Task goal — Check each line of the records below for the word "update" and copy those where it appears.
──────── Records shown
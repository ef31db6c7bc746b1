use glam::Vec3;
use std::f32::consts::FRAC_PI_2;

use crate::camera::Camera;
use crate::traits::{CameraRig, InputKind, MoveDelta, MoveHandler};
use crate::types::Viewport;

/// Elevation stays this far away from the poles, where the look-at basis degenerates
pub const POLE_MARGIN: f32 = 0.01;
pub const MAX_ELEVATION: f32 = FRAC_PI_2 - POLE_MARGIN;
pub const MIN_RADIUS: f32 = 1.0;
/// Default elevation floor: the camera stays at or above the target's horizon
pub const DEFAULT_MIN_ELEVATION: f32 = 0.0;

/// Radians (or radius units for the wheel) per unit of input
#[derive(Debug, Clone, Copy, PartialEq)]
pub struct OrbitSensitivity {
    pub mouse: f32,
    pub touch: f32,
    pub wheel: f32,
}

impl OrbitSensitivity {
    fn rotation(&self, kind: InputKind) -> f32 {
        match kind {
            InputKind::Mouse => self.mouse,
            InputKind::Touch => self.touch,
            InputKind::Wheel => 0.0,
        }
    }
}

impl Default for OrbitSensitivity {
    fn default() -> Self {
        Self {
            mouse: 0.002,
            touch: 0.01,
            wheel: 0.01,
        }
    }
}

/// Camera orbiting a fixed target on a sphere
///
/// `azimuth` rotates around the Y axis, `elevation` is measured from the horizontal plane.
#[derive(Debug, Clone)]
pub struct OrbitCamera {
    camera: Camera,
    azimuth: f32,
    elevation: f32,
    radius: f32,
    min_elevation: Option<f32>,
    sensitivity: OrbitSensitivity,
}

impl OrbitCamera {
    pub fn new(
        target: Vec3,
        field_of_view: f32,
        viewport: Viewport,
        elevation: f32,
        azimuth: f32,
        radius: f32,
    ) -> Self {
        let camera = Camera::new(Vec3::ZERO, target, field_of_view, viewport.aspect_ratio());
        let mut orbit = Self {
            camera,
            azimuth,
            elevation,
            radius,
            min_elevation: Some(DEFAULT_MIN_ELEVATION),
            sensitivity: OrbitSensitivity::default(),
        };
        orbit.update();
        orbit
    }

    pub fn camera(&self) -> &Camera {
        &self.camera
    }

    pub fn azimuth(&self) -> f32 {
        self.azimuth
    }

    pub fn elevation(&self) -> f32 {
        self.elevation
    }

    pub fn radius(&self) -> f32 {
        self.radius
    }

    pub fn min_elevation(&self) -> Option<f32> {
        self.min_elevation
    }

    /// Floor for the elevation, applied on the next input; `None` allows orbiting below the target
    pub fn set_min_elevation(&mut self, min_elevation: Option<f32>) {
        self.min_elevation = min_elevation;
    }

    pub fn sensitivity(&self) -> OrbitSensitivity {
        self.sensitivity
    }

    pub fn set_sensitivity(&mut self, sensitivity: OrbitSensitivity) {
        self.sensitivity = sensitivity;
    }

    pub fn set_field_of_view(&mut self, field_of_view: f32) {
        self.camera.set_field_of_view(field_of_view);
    }

    pub fn set_aspect_ratio(&mut self, aspect_ratio: f32) {
        self.camera.set_aspect_ratio(aspect_ratio);
    }

    /// Recompute the camera position from the current angles and radius
    pub fn update(&mut self) {
        let (sin_az, cos_az) = self.azimuth.sin_cos();
        let (sin_el, cos_el) = self.elevation.sin_cos();
        let offset = Vec3::new(sin_az * cos_el, sin_el, cos_az * cos_el) * self.radius;
        let target = self.camera.target();
        self.camera.set_position(target + offset);
    }
}

impl MoveHandler for OrbitCamera {
    fn handle_move(&mut self, delta: MoveDelta) {
        let rotation = self.sensitivity.rotation(delta.kind);
        self.azimuth += delta.dx * rotation;
        self.elevation += delta.dy * rotation;

        self.elevation = self.elevation.clamp(-MAX_ELEVATION, MAX_ELEVATION);
        if let Some(floor) = self.min_elevation {
            self.elevation = self.elevation.max(floor);
        }

        self.radius = (self.radius + delta.wheel * self.sensitivity.wheel).max(MIN_RADIUS);

        self.update();
    }
}

impl CameraRig for OrbitCamera {
    fn update(&mut self, _timestamp_ms: f64) {
        OrbitCamera::update(self);
    }

    fn camera(&self) -> &Camera {
        &self.camera
    }

    fn as_move_handler(&mut self) -> Option<&mut dyn MoveHandler> {
        Some(self)
    }

    fn set_aspect_ratio(&mut self, aspect_ratio: f32) {
        self.camera.set_aspect_ratio(aspect_ratio);
    }
}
────────────────
Final answer —
        orbit.update();
    pub fn update(&mut self) {
        self.update();
    fn update(&mut self, _timestamp_ms: f64) {
        OrbitCamera::update(self);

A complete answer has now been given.